**What is being asked:**
Select, from the data, each line where "NonNull" occurs.

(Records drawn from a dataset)
· · ·
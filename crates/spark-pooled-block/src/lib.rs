//! `spark-pooled-block` 提供池化内存块的句柄实现。
//!
//! # 模块定位（Why）
//! - 池把定长内存块借给消费者后，需要一个对象来保证“单一持有者、恰好释放一次、钉住期间不归还、
//!   池关闭后不再访问”这几条不变量，并在并发访问下依旧成立；
//! - 句柄还要支持与原生代码互操作所需的稳定裸地址（引用计数钉住），
//!   以及供运维定位泄漏与误用的租约诊断。
//!
//! # 设计概要（How）
//! - `handle` 模块实现 [`PooledBlock`]：单一互斥锁保护区域、钉住状态机与释放标记；
//! - `pool` 模块以 [`BlockPool`] trait 描述句柄对池的全部回调（归还、关闭检查、错误上报、诊断上下文）；
//! - `lease` 模块保存 `track` 采集的调用现场，上下文写入容量受限的环形缓冲；
//! - `diagnostic_pool` 模块提供参考池 [`DiagnosticPool`]，聚合误用报告并在关闭时检测未归还租约；
//! - 所有误用都会先上报给所属池、再原样返回给调用方，日志通过 `tracing` 输出。
//!
//! # 命名约定（Consistency）
//! - 错误码沿用 `buffer.*` 点分前缀，与工作区其它缓冲组件的观测维度保持一致。

mod config;
mod diagnostic_pool;
mod error;
mod handle;
mod lease;
mod pool;
mod sync;

pub use config::{
    BacktraceMode, DEFAULT_BLOCK_SIZE, DEFAULT_CONTEXT_CAPACITY, DEFAULT_ERROR_HISTORY,
    LeaseConfig, PoolConfig,
};
pub use diagnostic_pool::{DiagnosticPool, PoolStats};
pub use error::{BlockError, PoolError, Result};
pub use handle::{BlockPin, BlockView, PooledBlock};
pub use lease::{LeaseContext, LeaseRecord, LeaseSnapshot};
pub use pool::{BlockPool, ReturnedBlock};
use std::{
    fmt, mem,
    num::NonZeroUsize,
    ops::{Deref, DerefMut},
    panic::{self, AssertUnwindSafe},
    ptr::NonNull,
    sync::{Arc, Weak},
};

use bytes::BytesMut;

use crate::{
    config::{BacktraceMode, LeaseConfig},
    error::{BlockError, Result},
    lease::{LeaseLog, LeaseRecord, LeaseSnapshot},
    pool::{BlockPool, ReturnedBlock},
    sync::{AtomicUsize, Mutex, MutexGuard, Ordering},
};

/// 钉住状态机：`Unpinned` →（首次钉住）→ `Pinned{1}` →（钉住/解除）… →（计数归零）→ `Unpinned`。
///
/// 基址只在首次钉住时计算并缓存，后续钉住复用同一基址并各自递增计数。
#[derive(Clone, Copy, Debug)]
enum PinState {
    Unpinned,
    Pinned { count: NonZeroUsize, base: NonNull<u8> },
}

impl PinState {
    fn count(&self) -> usize {
        match self {
            PinState::Unpinned => 0,
            PinState::Pinned { count, .. } => count.get(),
        }
    }
}

/// 句柄的全部可变状态，只在 `PooledBlock::state` 的锁内读写。
struct HandleState {
    region: BytesMut,
    pin: PinState,
    disposed: bool,
}

// `PinState::Pinned` 中的 `NonNull` 仅是 `region` 自身堆内存的地址缓存，
// 不引入额外的共享所有权；跨线程移动 `HandleState` 与移动 `BytesMut` 等价。
unsafe impl Send for HandleState {}

impl HandleState {
    /// 触碰内存前的公共前置检查：句柄未释放、池仍然存活。
    fn ensure_usable(&self, pool: Option<&dyn BlockPool>) -> Result<()> {
        if self.disposed {
            return Err(BlockError::HandleDisposed);
        }
        if !pool_is_live(pool) {
            return Err(BlockError::PoolDisposed);
        }
        Ok(())
    }

    /// 递增钉住计数并返回目标地址；`bool` 表示是否为首次钉住。
    fn acquire_pin(&mut self, offset: usize) -> Result<(BlockPin, bool)> {
        let len = self.region.len();
        if offset > len {
            return Err(BlockError::OffsetOutOfRange { offset, len });
        }

        let (base, count, first) = match self.pin {
            PinState::Unpinned => {
                let base = NonNull::from(&mut self.region[..]).cast::<u8>();
                (base, NonZeroUsize::MIN, true)
            }
            PinState::Pinned { count, base } => {
                let next = count
                    .checked_add(1)
                    .ok_or(BlockError::PinCountOverflow {
                        pin_count: count.get(),
                    })?;
                (base, next, false)
            }
        };
        self.pin = PinState::Pinned { count, base };

        // SAFETY: `offset <= len`，结果指针位于 `region` 分配范围内或恰好指向末尾之后一位；
        // `region` 在句柄生命周期内从不重新分配。
        let ptr = unsafe { base.add(offset) };
        Ok((BlockPin { ptr, offset }, first))
    }

    /// 递减钉住计数；`bool` 表示底层钉住是否随之释放。
    fn release_pin(&mut self) -> Result<bool> {
        match self.pin {
            PinState::Unpinned => Err(BlockError::PinCountZero),
            PinState::Pinned { count, base } => match NonZeroUsize::new(count.get() - 1) {
                Some(count) => {
                    self.pin = PinState::Pinned { count, base };
                    Ok(false)
                }
                None => {
                    self.pin = PinState::Unpinned;
                    Ok(true)
                }
            },
        }
    }

    /// 释放的权威检查，成功时交出区域并标记为已释放。
    fn take_for_dispose(&mut self, pool: Option<&dyn BlockPool>) -> Result<BytesMut> {
        let pin_count = self.pin.count();
        if pin_count > 0 {
            return Err(BlockError::HandleStillPinned { pin_count });
        }
        if self.disposed {
            return Err(BlockError::DoubleDispose);
        }
        if !pool_is_live(pool) {
            return Err(BlockError::PoolDisposed);
        }
        self.disposed = true;
        Ok(mem::take(&mut self.region))
    }
}

fn pool_is_live(pool: Option<&dyn BlockPool>) -> bool {
    pool.is_some_and(|pool| !pool.is_disposed())
}

/// `PooledBlock` 独占一块从池中借出的定长内存，并为其提供单一持有者的生命周期语义。
///
/// # 设计动机（Why）
/// - 池化内存的典型缺陷是重复释放、归还仍被钉住的块、以及池关闭后继续使用内存；
///   句柄把这些路径全部显式化为 [`BlockError`]，并在返回调用方之前先上报给所属池。
/// - 与原生代码互操作时需要稳定的裸地址，多个并发调用可能同时需要，因此钉住按引用计数管理。
///
/// # 架构关系（How）
/// - `state`：单一互斥锁保护区域、钉住状态机与释放标记，所有状态转换在锁内线性化；
/// - `pin_count`：钉住计数的无锁镜像，仅供建议性读取，权威判断始终在锁内完成；
/// - `lease`：独立的租约日志锁，`track` 从不与内存操作争用同一把锁；
/// - `pool`：指向所属池的 `Weak`，句柄从不延长池的生命周期，升级失败视同池已关闭。
///
/// # 契约说明（What）
/// - 构造后 `pin_count() == 0` 且 `is_disposed() == false`；
/// - `dispose` 成功至多一次，成功时恰好调用一次 [`BlockPool::return_block`]；
/// - 任一操作失败时，错误先经 [`BlockPool::report_error`] 上报，再原样返回；上报发生在释放句柄锁之后；
/// - 池是否关闭的检查是建议性的：与其它线程上正在进行的池关闭并发时，只保证尽力把竞争观测为
///   [`BlockError::PoolDisposed`]，调用方仍需保证池关闭后不再操作句柄。
///
/// # 风险与取舍（Trade-offs）
/// - 锁使用 `spin::Mutex`，只在 O(1) 的状态转换中持有；
/// - [`view`](Self::view) 需要 `&mut self`：视图存活期间借用检查器拒绝对同一句柄的任何其它调用，
///   其它线程也无法持有该句柄的引用，因此视图既不会自锁也不会让别的线程空转。
/// - 未释放即被丢弃的句柄由 `Drop` 兜底：未钉住时归还池，钉住时刻意泄漏内存以保持裸地址有效。
pub struct PooledBlock {
    state: Mutex<HandleState>,
    pin_count: AtomicUsize,
    len: usize,
    lease: Mutex<LeaseLog>,
    backtrace: BacktraceMode,
    pool: Weak<dyn BlockPool>,
}

impl PooledBlock {
    /// 围绕池交出的区域构造句柄。
    ///
    /// # 参数
    /// - `region`：句柄独占的内存，其当前长度即为块大小，句柄不会复制或重新分配它；
    /// - `pool`：产出该区域的池，句柄只保存其弱引用；
    /// - `lease`：租约诊断配置。
    pub fn new<P: BlockPool>(region: BytesMut, pool: &Arc<P>, lease: &LeaseConfig) -> Self {
        let pool: Weak<P> = Arc::downgrade(pool);
        Self::from_weak(region, pool, lease)
    }

    /// 以已经擦除类型的弱引用构造句柄，供持有 `Arc<dyn BlockPool>` 的池使用。
    pub fn from_weak(region: BytesMut, pool: Weak<dyn BlockPool>, lease: &LeaseConfig) -> Self {
        let len = region.len();
        Self {
            state: Mutex::new(HandleState {
                region,
                pin: PinState::Unpinned,
                disposed: false,
            }),
            pin_count: AtomicUsize::new(0),
            len,
            lease: Mutex::new(LeaseLog::new(lease)),
            backtrace: lease.backtrace,
            pool,
        }
    }

    /// 区域的逻辑长度，构造后固定不变。
    pub fn len(&self) -> usize {
        self.len
    }

    pub fn is_empty(&self) -> bool {
        self.len == 0
    }

    /// 钉住计数的无锁读取，仅作建议用途。
    pub fn pin_count(&self) -> usize {
        self.pin_count.load(Ordering::Acquire)
    }

    pub fn is_pinned(&self) -> bool {
        self.pin_count() > 0
    }

    pub fn is_disposed(&self) -> bool {
        self.state.lock().disposed
    }

    /// 获取覆盖整个区域的读写视图。
    ///
    /// 视图直接别名区域内存而非拷贝。它独占借用句柄，下一次状态变更只能发生在视图被丢弃之后：
    ///
    /// ```compile_fail
    /// # use spark_pooled_block::{DiagnosticPool, PoolConfig};
    /// let pool = DiagnosticPool::new(PoolConfig::default().with_block_size(8));
    /// let mut block = pool.rent().unwrap();
    /// let view = block.view().unwrap();
    /// block.pin(0).unwrap();
    /// drop(view);
    /// ```
    ///
    /// # 错误
    /// - [`BlockError::HandleDisposed`]：句柄已释放；
    /// - [`BlockError::PoolDisposed`]：所属池已关闭。
    pub fn view(&mut self) -> Result<BlockView<'_>> {
        let pool = self.pool.upgrade();
        let outcome = {
            let guard = self.state.lock();
            guard
                .ensure_usable(pool.as_deref())
                .map(|()| BlockView { guard })
        };
        outcome.map_err(|err| self.report("view", pool.as_deref(), err))
    }

    /// 钉住区域并返回 `base + offset` 处的稳定地址。
    ///
    /// 首次钉住时缓存基址，后续钉住复用该基址并独立递增计数；每次成功的 `pin` 都必须配对一次 [`unpin`](Self::unpin)。
    ///
    /// # 错误
    /// - [`BlockError::HandleDisposed`]、[`BlockError::PoolDisposed`]；
    /// - [`BlockError::OffsetOutOfRange`]：`offset > len()`，此时钉住计数保持不变；
    /// - [`BlockError::PinCountOverflow`]：计数已达 `usize::MAX`。
    pub fn pin(&self, offset: usize) -> Result<BlockPin> {
        let pool = self.pool.upgrade();
        let outcome = {
            let mut state = self.state.lock();
            state
                .ensure_usable(pool.as_deref())
                .and_then(|()| state.acquire_pin(offset))
                .map(|(pin, first)| {
                    self.pin_count.store(state.pin.count(), Ordering::Release);
                    if first {
                        tracing::debug!(len = self.len, "pooled block pinned");
                    }
                    pin
                })
        };
        outcome.map_err(|err| self.report("pin", pool.as_deref(), err))
    }

    /// 解除一次钉住；计数归零时释放缓存的基址。
    ///
    /// # 错误
    /// - [`BlockError::PinCountZero`]：没有未解除的钉住，状态保持不变。
    pub fn unpin(&self) -> Result<()> {
        let outcome = {
            let mut state = self.state.lock();
            state.release_pin().map(|released| {
                self.pin_count.store(state.pin.count(), Ordering::Release);
                if released {
                    tracing::debug!(len = self.len, "pooled block unpinned");
                }
            })
        };
        outcome.map_err(|err| {
            let pool = self.pool.upgrade();
            self.report("unpin", pool.as_deref(), err)
        })
    }

    /// 释放句柄，把区域归还给所属池。
    ///
    /// # 执行逻辑（How）
    /// 1. 无锁读取钉住计数作为第一道防线；
    /// 2. 在锁内依次复核：仍有钉住、已释放、池已关闭；
    /// 3. 通过复核后标记为已释放并取出区域，释放锁后调用 [`BlockPool::return_block`]。
    ///
    /// # 错误
    /// - [`BlockError::HandleStillPinned`]：仍有钉住，句柄保持未释放；
    /// - [`BlockError::DoubleDispose`]：重复释放；
    /// - [`BlockError::PoolDisposed`]：所属池已关闭。
    pub fn dispose(&self) -> Result<()> {
        let pool = self.pool.upgrade();

        let advisory = self.pin_count();
        if advisory > 0 {
            let err = BlockError::HandleStillPinned {
                pin_count: advisory,
            };
            return Err(self.report("dispose", pool.as_deref(), err));
        }

        let outcome = self.state.lock().take_for_dispose(pool.as_deref());
        match (outcome, pool) {
            (Ok(region), Some(pool)) => {
                tracing::debug!(len = self.len, "pooled block disposed");
                pool.return_block(ReturnedBlock::new(region, false));
                Ok(())
            }
            // 复核通过意味着池存活，这里只为穷尽匹配。
            (Ok(_), None) => Err(self.report("dispose", None, BlockError::PoolDisposed)),
            (Err(err), pool) => Err(self.report("dispose", pool.as_deref(), err)),
        }
    }

    /// 记录当前调用现场与池级诊断上下文。
    ///
    /// 纯观测操作：从不失败、不与内存操作争用锁，释放之后依旧可以调用。
    pub fn track(&self) {
        let record = LeaseRecord::capture(self.backtrace);
        let context = self.pool.upgrade().and_then(|pool| {
            panic::catch_unwind(AssertUnwindSafe(|| pool.diagnostic_context()))
                .ok()
                .flatten()
        });
        self.lease.lock().record(record, context);
    }

    /// 租约日志的只读拷贝。
    pub fn lease(&self) -> LeaseSnapshot {
        self.lease.lock().snapshot()
    }

    /// 先上报、后传播：记录日志并把错误交给池观测，池的上报钩子即便 panic 也不会改写原始错误。
    fn report(
        &self,
        operation: &'static str,
        pool: Option<&dyn BlockPool>,
        error: BlockError,
    ) -> BlockError {
        tracing::warn!(
            operation,
            code = error.code(),
            safety_critical = error.is_safety_critical(),
            %error,
            "pooled block misuse"
        );
        if let Some(pool) = pool {
            let reported = panic::catch_unwind(AssertUnwindSafe(|| pool.report_error(&error)));
            if reported.is_err() {
                tracing::error!(
                    operation,
                    code = error.code(),
                    "block pool error reporter panicked; original error preserved"
                );
            }
        }
        error
    }
}

impl Drop for PooledBlock {
    fn drop(&mut self) {
        let (region, pin_count) = {
            let mut state = self.state.lock();
            if state.disposed {
                return;
            }
            state.disposed = true;
            (mem::take(&mut state.region), state.pin.count())
        };

        let lease = self.lease.lock().snapshot();
        let pool = self.pool.upgrade();

        if pin_count > 0 {
            tracing::error!(
                pin_count,
                tracked = lease.tracked(),
                last_thread = lease.last().and_then(|record| record.thread_name()),
                "pooled block dropped while pinned; leaking region to keep raw addresses valid"
            );
            mem::forget(region);
            self.report("drop", pool.as_deref(), BlockError::Leaked { pinned: true });
            return;
        }

        tracing::warn!(
            tracked = lease.tracked(),
            last_thread = lease.last().and_then(|record| record.thread_name()),
            "pooled block dropped without dispose"
        );
        self.report("drop", pool.as_deref(), BlockError::Leaked { pinned: false });
        if let Some(pool) = pool.filter(|pool| !pool.is_disposed()) {
            pool.return_block(ReturnedBlock::new(region, true));
        }
    }
}

impl fmt::Debug for PooledBlock {
    fn fmt(&self, f: &mut fmt::Formatter<'_>) -> fmt::Result {
        // 格式化可能发生在任意线程的日志路径上，锁被占用时不等待，`disposed` 显示为 `None`。
        let disposed = self.state.try_lock().map(|state| state.disposed);
        f.debug_struct("PooledBlock")
            .field("len", &self.len)
            .field("pin_count", &self.pin_count())
            .field("disposed", &disposed)
            .finish_non_exhaustive()
    }
}

/// 覆盖整个区域的视图，存活期间独占借用句柄。
pub struct BlockView<'a> {
    guard: MutexGuard<'a, HandleState>,
}

impl Deref for BlockView<'_> {
    type Target = [u8];

    fn deref(&self) -> &[u8] {
        &self.guard.region
    }
}

impl DerefMut for BlockView<'_> {
    fn deref_mut(&mut self) -> &mut [u8] {
        &mut self.guard.region
    }
}

impl fmt::Debug for BlockView<'_> {
    fn fmt(&self, f: &mut fmt::Formatter<'_>) -> fmt::Result {
        f.debug_struct("BlockView")
            .field("len", &self.len())
            .finish()
    }
}

/// 一次成功钉住得到的地址令牌。
///
/// 令牌本身不负责解除钉住；在对应的 [`PooledBlock::unpin`] 之前，地址保证有效且不会被池复用。
/// 通过地址读写内存需要调用方自行承担 `unsafe` 契约。
#[derive(Clone, Copy, Debug, Eq, PartialEq)]
pub struct BlockPin {
    ptr: NonNull<u8>,
    offset: usize,
}

impl BlockPin {
    pub fn as_ptr(&self) -> *mut u8 {
        self.ptr.as_ptr()
    }

    /// 地址的整数表示，便于比较与日志输出。
    pub fn addr(&self) -> usize {
        self.ptr.as_ptr().addr()
    }

    /// 钉住时请求的偏移。
    pub fn offset(&self) -> usize {
        self.offset
    }
}

// 令牌只是地址值，解引用本身需要 `unsafe`；跨线程传递地址是互操作场景的常态。
unsafe impl Send for BlockPin {}
unsafe impl Sync for BlockPin {}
· · ·
**Answer to this problem:**
    ptr::NonNull,
    Pinned { count: NonZeroUsize, base: NonNull<u8> },
// `PinState::Pinned` 中的 `NonNull` 仅是 `region` 自身堆内存的地址缓存，
                let base = NonNull::from(&mut self.region[..]).cast::<u8>();
    ptr: NonNull<u8>,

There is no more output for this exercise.